DOPAMINE – is a substance produced in the brain that helps the nerves send signals and aids the body in many functions including movement, memory, attention, and moods.   Although needed in the body, too much of a good thing can often be bad.  Luckily the extra dopamine in the venom is often negated by other substances.

HISTAMINE – Activated by the body during response to an allergic trigger.  The extra histamine in the insect venom results in increased localized swelling, redness and warmth. It also enhances the pain at the site of the sting.

HYALURONIDASE – A substance that increases the insect venom’s ability to penetrate deeper into its victim’s tissue

KININ – A substance found largely in hornet and wasps’ venoms.  Although not fully understood it is believed to play a big part in the pain response.

MCD PEPTID – Results in the breakdown of the victim’s mast cells.  This in turn releases inflammatory agents and creates localized swelling.

MELLITIN – A large component of venom that has a toxic effect on local cells resulting in their destruction and cell death.

PHOSPHOLIPASE A – A strong allergy trigger.  It also degrades cell walls causing their destruction and more inflammation.

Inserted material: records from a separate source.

//! Error types for the nucdecay solver.
use thiserror::Error;

#[derive(Error, Debug, Clone, PartialEq, Eq)]
pub enum NuclideError {
    #[error("invalid nuclide string: {0}")] InvalidString(String),
    #[error("unknown element symbol: {0}")] UnknownElement(String),
    #[error("invalid atomic number: {0}")] InvalidAtomicNumber(u32),
    #[error("mass number {a} below atomic number {z}")] InvalidMassNumber { z: u32, a: u32 },
    #[error("invalid metastable state: {0}")] InvalidState(u32),
    #[error("invalid canonical id: {0}")] InvalidId(u32),
}

#[derive(Error, Debug, Clone, PartialEq, Eq)]
pub enum UnitError {
    #[error("unknown time unit: {0}")] UnknownTime(String),
    #[error("unknown activity unit: {0}")] UnknownActivity(String),
    #[error("unknown mass unit: {0}")] UnknownMass(String),
    #[error("unknown moles unit: {0}")] UnknownMoles(String),
    #[error("unknown quantity unit: {0}")] UnknownQuantity(String),
}

#[derive(Error, Debug, Clone, PartialEq)]
pub enum QuantityError {
    #[error("non-zero activity {activity} for stable nuclide {nuclide}")] ActivityOfStable { nuclide: String, activity: f64 },
    #[error("negative quantity for {nuclide}: {value}")] Negative { nuclide: String, value: f64 },
    #[error("non-finite quantity for {nuclide}")] NonFinite { nuclide: String },
    #[error("no usable atomic mass for {0}")] UndefinedMass(String),
    #[error("non-finite scale factor: {0}")] NonFiniteFactor(f64),
}

#[derive(Error, Debug, Clone, PartialEq)]
pub enum DatasetError {
    #[error("unknown nuclide: {0}")] UnknownNuclide(String),
    #[error("duplicate nuclide: {0}")] DuplicateNuclide(String),
    #[error("progeny {progeny} of {parent} is not in the dataset")] UnknownProgeny { parent: String, progeny: String },
    #[error("{progeny} is not a progeny of {parent}")] NotProgeny { parent: String, progeny: String },
    #[error("degenerate half-lives: {ancestor} and {descendant} share a decay constant")] DegenerateHalfLife { ancestor: String, descendant: String },
    #[error("invalid branching for {nuclide}: {detail}")] InvalidBranching { nuclide: String, detail: String },
    #[error("stable nuclide {0} lists progeny")] StableWithProgeny(String),
    #[error("invalid half-life for {nuclide}: {value}")] InvalidHalfLife { nuclide: String, value: f64 },
    #[error("invalid atomic mass for {nuclide}: {value}")] InvalidAtomicMass { nuclide: String, value: f64 },
    #[error("invalid {mode} decay energy for {nuclide}: {value}")] InvalidDecayEnergy { nuclide: String, mode: String, value: f64 },
    #[error("decay chain contains a cycle through: {0}")] CyclicChain(String),
    #[error("empty dataset")] Empty,
    #[error("cache mismatch: {0}")] CacheMismatch(String),
    #[error("serialization: {0}")] Serialization(String),
    #[error("io: {0}")] Io(String),
    #[error(transparent)] Nuclide(#[from] NuclideError),
    #[error(transparent)] Unit(#[from] UnitError),
}

#[derive(Error, Debug, Clone, PartialEq)]
pub enum DecayError {
    #[error("quantity vector length {got} does not match dataset size {expected}")] DimensionMismatch { expected: usize, got: usize },
    #[error("invalid decay time: {0}")] InvalidTime(f64),
    #[error("value not representable: {0}")] NotRepresentable(f64),
    #[error("decay factor overflows at t = {0} s")] Overflow(f64),
}

#[derive(Error, Debug)]
pub enum NucDecayError {
    #[error(transparent)] Nuclide(#[from] NuclideError),
    #[error(transparent)] Unit(#[from] UnitError),
    #[error(transparent)] Quantity(#[from] QuantityError),
    #[error(transparent)] Dataset(#[from] DatasetError),
    #[error(transparent)] Decay(#[from] DecayError),
}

PHOSPHOLIPASE B – Similar effects to phospholipase A but also has an agent that will help immobilize smaller victims.

NORADRENALINE – Causes the constriction of small blood vessels.  This results in prolonged swelling or fluid collection in the skin.  Can also raise the victims blood pressure if enough is present.

SEROTONIN – Acts as a nerve irritant increasing pain transmission.